(Stored data)
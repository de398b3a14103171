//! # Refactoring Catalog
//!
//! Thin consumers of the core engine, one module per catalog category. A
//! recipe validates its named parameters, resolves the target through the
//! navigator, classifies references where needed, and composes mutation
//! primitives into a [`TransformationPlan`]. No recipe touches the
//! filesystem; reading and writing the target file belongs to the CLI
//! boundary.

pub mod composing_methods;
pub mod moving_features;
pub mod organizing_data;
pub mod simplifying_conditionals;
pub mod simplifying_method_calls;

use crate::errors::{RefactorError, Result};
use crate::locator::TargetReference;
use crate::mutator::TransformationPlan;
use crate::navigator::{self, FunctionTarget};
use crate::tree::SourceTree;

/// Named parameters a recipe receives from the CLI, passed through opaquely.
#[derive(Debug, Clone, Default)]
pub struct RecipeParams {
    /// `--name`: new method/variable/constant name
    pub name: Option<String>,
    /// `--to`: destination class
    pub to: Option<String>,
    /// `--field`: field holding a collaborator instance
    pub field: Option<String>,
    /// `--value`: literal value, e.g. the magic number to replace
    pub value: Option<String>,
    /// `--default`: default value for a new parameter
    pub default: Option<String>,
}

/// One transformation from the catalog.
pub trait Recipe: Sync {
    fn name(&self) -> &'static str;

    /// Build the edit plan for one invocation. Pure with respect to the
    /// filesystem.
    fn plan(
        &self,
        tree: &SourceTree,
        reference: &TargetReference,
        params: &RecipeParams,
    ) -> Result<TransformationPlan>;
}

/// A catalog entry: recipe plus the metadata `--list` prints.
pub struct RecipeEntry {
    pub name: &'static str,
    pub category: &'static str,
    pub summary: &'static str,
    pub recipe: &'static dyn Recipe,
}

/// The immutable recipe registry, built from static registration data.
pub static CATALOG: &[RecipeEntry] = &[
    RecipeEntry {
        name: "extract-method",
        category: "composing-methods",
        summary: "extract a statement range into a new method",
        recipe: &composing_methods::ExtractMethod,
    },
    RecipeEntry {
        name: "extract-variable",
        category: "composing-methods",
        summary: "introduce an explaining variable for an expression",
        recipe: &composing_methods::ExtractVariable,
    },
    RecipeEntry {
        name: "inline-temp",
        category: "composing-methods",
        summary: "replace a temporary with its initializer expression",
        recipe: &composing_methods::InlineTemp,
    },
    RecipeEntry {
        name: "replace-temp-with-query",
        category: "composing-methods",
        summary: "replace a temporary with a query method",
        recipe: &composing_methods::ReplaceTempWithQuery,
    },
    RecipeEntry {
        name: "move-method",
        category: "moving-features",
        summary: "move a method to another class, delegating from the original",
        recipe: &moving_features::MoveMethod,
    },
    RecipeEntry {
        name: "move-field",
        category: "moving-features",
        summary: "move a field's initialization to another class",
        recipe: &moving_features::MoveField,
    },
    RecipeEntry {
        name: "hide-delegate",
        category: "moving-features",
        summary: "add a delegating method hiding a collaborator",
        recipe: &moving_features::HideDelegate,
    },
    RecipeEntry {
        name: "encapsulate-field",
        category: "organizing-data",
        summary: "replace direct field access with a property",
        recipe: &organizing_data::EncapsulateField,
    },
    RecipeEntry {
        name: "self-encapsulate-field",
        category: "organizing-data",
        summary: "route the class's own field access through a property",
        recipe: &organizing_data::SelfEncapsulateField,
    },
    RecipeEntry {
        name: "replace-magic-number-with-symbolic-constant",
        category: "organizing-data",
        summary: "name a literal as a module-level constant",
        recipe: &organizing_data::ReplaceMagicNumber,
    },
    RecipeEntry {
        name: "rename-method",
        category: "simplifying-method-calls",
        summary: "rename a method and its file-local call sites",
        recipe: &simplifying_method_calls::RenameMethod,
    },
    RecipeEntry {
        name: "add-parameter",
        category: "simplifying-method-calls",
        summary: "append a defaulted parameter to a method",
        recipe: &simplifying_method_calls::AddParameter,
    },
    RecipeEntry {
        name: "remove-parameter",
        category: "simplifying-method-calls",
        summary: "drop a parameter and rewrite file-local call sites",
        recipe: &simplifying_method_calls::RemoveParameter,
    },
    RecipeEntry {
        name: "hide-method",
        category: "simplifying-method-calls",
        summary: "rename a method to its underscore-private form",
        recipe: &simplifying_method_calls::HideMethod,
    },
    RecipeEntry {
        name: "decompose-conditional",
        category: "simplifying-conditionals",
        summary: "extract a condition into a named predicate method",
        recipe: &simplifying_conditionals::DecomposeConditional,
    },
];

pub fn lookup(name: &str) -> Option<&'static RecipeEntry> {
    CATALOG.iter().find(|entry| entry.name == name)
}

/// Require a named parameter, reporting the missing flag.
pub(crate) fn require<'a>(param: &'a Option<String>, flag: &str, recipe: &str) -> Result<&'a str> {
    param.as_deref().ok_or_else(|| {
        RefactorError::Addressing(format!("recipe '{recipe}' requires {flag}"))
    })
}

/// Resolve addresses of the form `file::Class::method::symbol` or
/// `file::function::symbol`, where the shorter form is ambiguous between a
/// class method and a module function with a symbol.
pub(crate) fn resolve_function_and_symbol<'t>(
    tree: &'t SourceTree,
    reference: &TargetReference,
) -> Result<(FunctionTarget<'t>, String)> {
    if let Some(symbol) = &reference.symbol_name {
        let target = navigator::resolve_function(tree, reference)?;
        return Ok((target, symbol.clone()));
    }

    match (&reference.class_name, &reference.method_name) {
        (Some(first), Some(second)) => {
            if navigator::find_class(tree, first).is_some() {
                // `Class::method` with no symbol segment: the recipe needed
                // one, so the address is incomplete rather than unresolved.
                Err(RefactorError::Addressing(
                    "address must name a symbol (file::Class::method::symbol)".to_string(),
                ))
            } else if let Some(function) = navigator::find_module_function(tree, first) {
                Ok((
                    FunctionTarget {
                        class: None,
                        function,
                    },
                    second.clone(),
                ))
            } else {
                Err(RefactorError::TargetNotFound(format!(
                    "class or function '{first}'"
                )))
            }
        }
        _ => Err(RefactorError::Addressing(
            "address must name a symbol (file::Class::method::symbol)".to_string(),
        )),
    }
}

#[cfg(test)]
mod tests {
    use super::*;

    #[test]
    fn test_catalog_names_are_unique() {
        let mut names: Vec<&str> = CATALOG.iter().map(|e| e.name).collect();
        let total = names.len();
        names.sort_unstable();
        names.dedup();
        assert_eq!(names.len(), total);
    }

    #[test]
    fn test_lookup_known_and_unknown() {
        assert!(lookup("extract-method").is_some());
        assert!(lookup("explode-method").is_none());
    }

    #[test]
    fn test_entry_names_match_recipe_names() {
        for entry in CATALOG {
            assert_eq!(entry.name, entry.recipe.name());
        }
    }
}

_Task item_. A reply that repeats all the data exactly is required.

_Task solution_.
repository de398b3a14103171
//! # Refactoring Catalog
//!
//! Thin consumers of the core engine, one module per catalog category. A
//! recipe validates its named parameters, resolves the target through the
//! navigator, classifies references where needed, and composes mutation
//! primitives into a [`TransformationPlan`]. No recipe touches the
//! filesystem; reading and writing the target file belongs to the CLI
//! boundary.

pub mod composing_methods;
pub mod moving_features;
pub mod organizing_data;
pub mod simplifying_conditionals;
pub mod simplifying_method_calls;

use crate::errors::{RefactorError, Result};
use crate::locator::TargetReference;
use crate::mutator::TransformationPlan;
use crate::navigator::{self, FunctionTarget};
use crate::tree::SourceTree;

/// Named parameters a recipe receives from the CLI, passed through opaquely.
#[derive(Debug, Clone, Default)]
pub struct RecipeParams {
    /// `--name`: new method/variable/constant name
    pub name: Option<String>,
    /// `--to`: destination class
    pub to: Option<String>,
    /// `--field`: field holding a collaborator instance
    pub field: Option<String>,
    /// `--value`: literal value, e.g. the magic number to replace
    pub value: Option<String>,
    /// `--default`: default value for a new parameter
    pub default: Option<String>,
}

/// One transformation from the catalog.
pub trait Recipe: Sync {
    fn name(&self) -> &'static str;

    /// Build the edit plan for one invocation. Pure with respect to the
    /// filesystem.
    fn plan(
        &self,
        tree: &SourceTree,
        reference: &TargetReference,
        params: &RecipeParams,
    ) -> Result<TransformationPlan>;
}

/// A catalog entry: recipe plus the metadata `--list` prints.
pub struct RecipeEntry {
    pub name: &'static str,
    pub category: &'static str,
    pub summary: &'static str,
    pub recipe: &'static dyn Recipe,
}

/// The immutable recipe registry, built from static registration data.
pub static CATALOG: &[RecipeEntry] = &[
    RecipeEntry {
        name: "extract-method",
        category: "composing-methods",
        summary: "extract a statement range into a new method",
        recipe: &composing_methods::ExtractMethod,
    },
    RecipeEntry {
        name: "extract-variable",
        category: "composing-methods",
        summary: "introduce an explaining variable for an expression",
        recipe: &composing_methods::ExtractVariable,
    },
    RecipeEntry {
        name: "inline-temp",
        category: "composing-methods",
        summary: "replace a temporary with its initializer expression",
        recipe: &composing_methods::InlineTemp,
    },
    RecipeEntry {
        name: "replace-temp-with-query",
        category: "composing-methods",
        summary: "replace a temporary with a query method",
        recipe: &composing_methods::ReplaceTempWithQuery,
    },
    RecipeEntry {
        name: "move-method",
        category: "moving-features",
        summary: "move a method to another class, delegating from the original",
        recipe: &moving_features::MoveMethod,
    },
    RecipeEntry {
        name: "move-field",
        category: "moving-features",
        summary: "move a field's initialization to another class",
        recipe: &moving_features::MoveField,
    },
    RecipeEntry {
        name: "hide-delegate",
        category: "moving-features",
        summary: "add a delegating method hiding a collaborator",
        recipe: &moving_features::HideDelegate,
    },
    RecipeEntry {
        name: "encapsulate-field",
        category: "organizing-data",
        summary: "replace direct field access with a property",
        recipe: &organizing_data::EncapsulateField,
    },
    RecipeEntry {
        name: "self-encapsulate-field",
        category: "organizing-data",
        summary: "route the class's own field access through a property",
        recipe: &organizing_data::SelfEncapsulateField,
    },
    RecipeEntry {
        name: "replace-magic-number-with-symbolic-constant",
        category: "organizing-data",
        summary: "name a literal as a module-level constant",
        recipe: &organizing_data::ReplaceMagicNumber,
    },
    RecipeEntry {
        name: "rename-method",
        category: "simplifying-method-calls",
        summary: "rename a method and its file-local call sites",
        recipe: &simplifying_method_calls::RenameMethod,
    },
    RecipeEntry {
        name: "add-parameter",
        category: "simplifying-method-calls",
        summary: "append a defaulted parameter to a method",
        recipe: &simplifying_method_calls::AddParameter,
    },
    RecipeEntry {
        name: "remove-parameter",
        category: "simplifying-method-calls",
        summary: "drop a parameter and rewrite file-local call sites",
        recipe: &simplifying_method_calls::RemoveParameter,
    },
    RecipeEntry {
        name: "hide-method",
        category: "simplifying-method-calls",
        summary: "rename a method to its underscore-private form",
        recipe: &simplifying_method_calls::HideMethod,
    },
    RecipeEntry {
        name: "decompose-conditional",
        category: "simplifying-conditionals",
        summary: "extract a condition into a named predicate method",
        recipe: &simplifying_conditionals::DecomposeConditional,
    },
];

pub fn lookup(name: &str) -> Option<&'static RecipeEntry> {
    CATALOG.iter().find(|entry| entry.name == name)
}

/// Require a named parameter, reporting the missing flag.
pub(crate) fn require<'a>(param: &'a Option<String>, flag: &str, recipe: &str) -> Result<&'a str> {
    param.as_deref().ok_or_else(|| {
        RefactorError::Addressing(format!("recipe '{recipe}' requires {flag}"))
    })
}

/// Resolve addresses of the form `file::Class::method::symbol` or
/// `file::function::symbol`, where the shorter form is ambiguous between a
/// class method and a module function with a symbol.
pub(crate) fn resolve_function_and_symbol<'t>(
    tree: &'t SourceTree,
    reference: &TargetReference,
) -> Result<(FunctionTarget<'t>, String)> {
    if let Some(symbol) = &reference.symbol_name {
        let target = navigator::resolve_function(tree, reference)?;
        return Ok((target, symbol.clone()));
    }

    match (&reference.class_name, &reference.method_name) {
        (Some(first), Some(second)) => {
            if navigator::find_class(tree, first).is_some() {
                // `Class::method` with no symbol segment: the recipe needed
                // one, so the address is incomplete rather than unresolved.
                Err(RefactorError::Addressing(
                    "address must name a symbol (file::Class::method::symbol)".to_string(),
                ))
            } else if let Some(function) = navigator::find_module_function(tree, first) {
                Ok((
                    FunctionTarget {
                        class: None,
                        function,
                    },
                    second.clone(),
                ))
            } else {
                Err(RefactorError::TargetNotFound(format!(
                    "class or function '{first}'"
                )))
            }
        }
        _ => Err(RefactorError::Addressing(
            "address must name a symbol (file::Class::method::symbol)".to_string(),
        )),
    }
}

#[cfg(test)]
mod tests {
    use super::*;

    #[test]
    fn test_catalog_names_are_unique() {
        let mut names: Vec<&str> = CATALOG.iter().map(|e| e.name).collect();
        let total = names.len();
        names.sort_unstable();
        names.dedup();
        assert_eq!(names.len(), total);
    }

    #[test]
    fn test_lookup_known_and_unknown() {
        assert!(lookup("extract-method").is_some());
        assert!(lookup("explode-method").is_none());
    }

    #[test]
    fn test_entry_names_match_recipe_names() {
        for entry in CATALOG {
            assert_eq!(entry.name, entry.recipe.name());
        }
    }
}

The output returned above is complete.